(Saved entries)
——

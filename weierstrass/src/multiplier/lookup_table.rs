//! Lookup tables of precomputed points.

use crate::{Curve, Point};
use primefield::Field;
use subtle::{ConditionallySelectable, ConstantTimeEq};

/// Table of normalized points, stored as fixed-width words so that an entry can be selected
/// by scanning the whole table.
///
/// Each entry is laid out as `[identity flag, x words.., y words..]`.
pub struct LookupTable<F: Field> {
    curve: Curve<F>,
    words: Vec<u32>,
    entry_len: usize,
    len: usize,
}

impl<F: Field> LookupTable<F> {
    /// Build a table from points of `curve`.
    ///
    /// # Panics
    ///
    /// If a point belongs to a different curve.
    pub fn new(curve: &Curve<F>, points: &[Point<F>]) -> Self {
        let coord_len = curve.a().word_len();
        let entry_len = 1 + 2 * coord_len;
        let mut words = Vec::with_capacity(points.len() * entry_len);

        for point in points {
            assert!(point.curve() == curve, "point belongs to a different curve");
            let point = point.normalize();

            match (point.is_infinity(), point.raw_x(), point.raw_y()) {
                (false, Some(x), Some(y)) => {
                    words.push(0);
                    words.extend(x.to_words());
                    words.extend(y.to_words());
                }
                _ => {
                    words.push(1);
                    words.extend(core::iter::repeat_n(0, 2 * coord_len));
                }
            }
        }

        Self {
            curve: curve.clone(),
            words,
            entry_len,
            len: points.len(),
        }
    }

    /// Number of entries.
    pub fn len(&self) -> usize {
        self.len
    }

    /// Is the table empty?
    pub fn is_empty(&self) -> bool {
        self.len == 0
    }

    /// Returns entry `index`, reading every entry of the table so that the memory access pattern
    /// does not depend on `index`.
    ///
    /// # Panics
    ///
    /// If `index` is out of range.
    pub fn lookup(&self, index: usize) -> Point<F> {
        assert!(index < self.len, "lookup table index out of range");

        let mut selected = vec![0u32; self.entry_len];
        let index = index as u64;

        for (i, entry) in self.words.chunks_exact(self.entry_len).enumerate() {
            let choice = (i as u64).ct_eq(&index);
            for (dst, src) in selected.iter_mut().zip(entry) {
                dst.conditional_assign(src, choice);
            }
        }

        self.decode(&selected)
    }

    /// Returns entry `index` by indexing directly.
    ///
    /// Not hardened: the memory access pattern depends on `index`.
    ///
    /// # Panics
    ///
    /// If `index` is out of range.
    pub fn lookup_var(&self, index: usize) -> Point<F> {
        assert!(index < self.len, "lookup table index out of range");
        let start = index * self.entry_len;
        self.decode(&self.words[start..start + self.entry_len])
    }

    fn decode(&self, entry: &[u32]) -> Point<F> {
        if entry[0] == 1 {
            return self.curve.infinity();
        }

        let coord_len = (self.entry_len - 1) / 2;
        let a = self.curve.a();
        let x = a.from_words(&entry[1..1 + coord_len]);
        let y = a.from_words(&entry[1 + coord_len..]);
        self.curve.create_point_unchecked(x, y)
    }
}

——

→ About this task
What are the lines above, starting at the one with "Build a table" and ending at the one with "let entry_len = 1 + 2 * coord_len;"? Give them again exactly, and only them.

→ Task response
    /// Build a table from points of `curve`.
    ///
    /// # Panics
    ///
    /// If a point belongs to a different curve.
    pub fn new(curve: &Curve<F>, points: &[Point<F>]) -> Self {
        let coord_len = curve.a().word_len();
        let entry_len = 1 + 2 * coord_len;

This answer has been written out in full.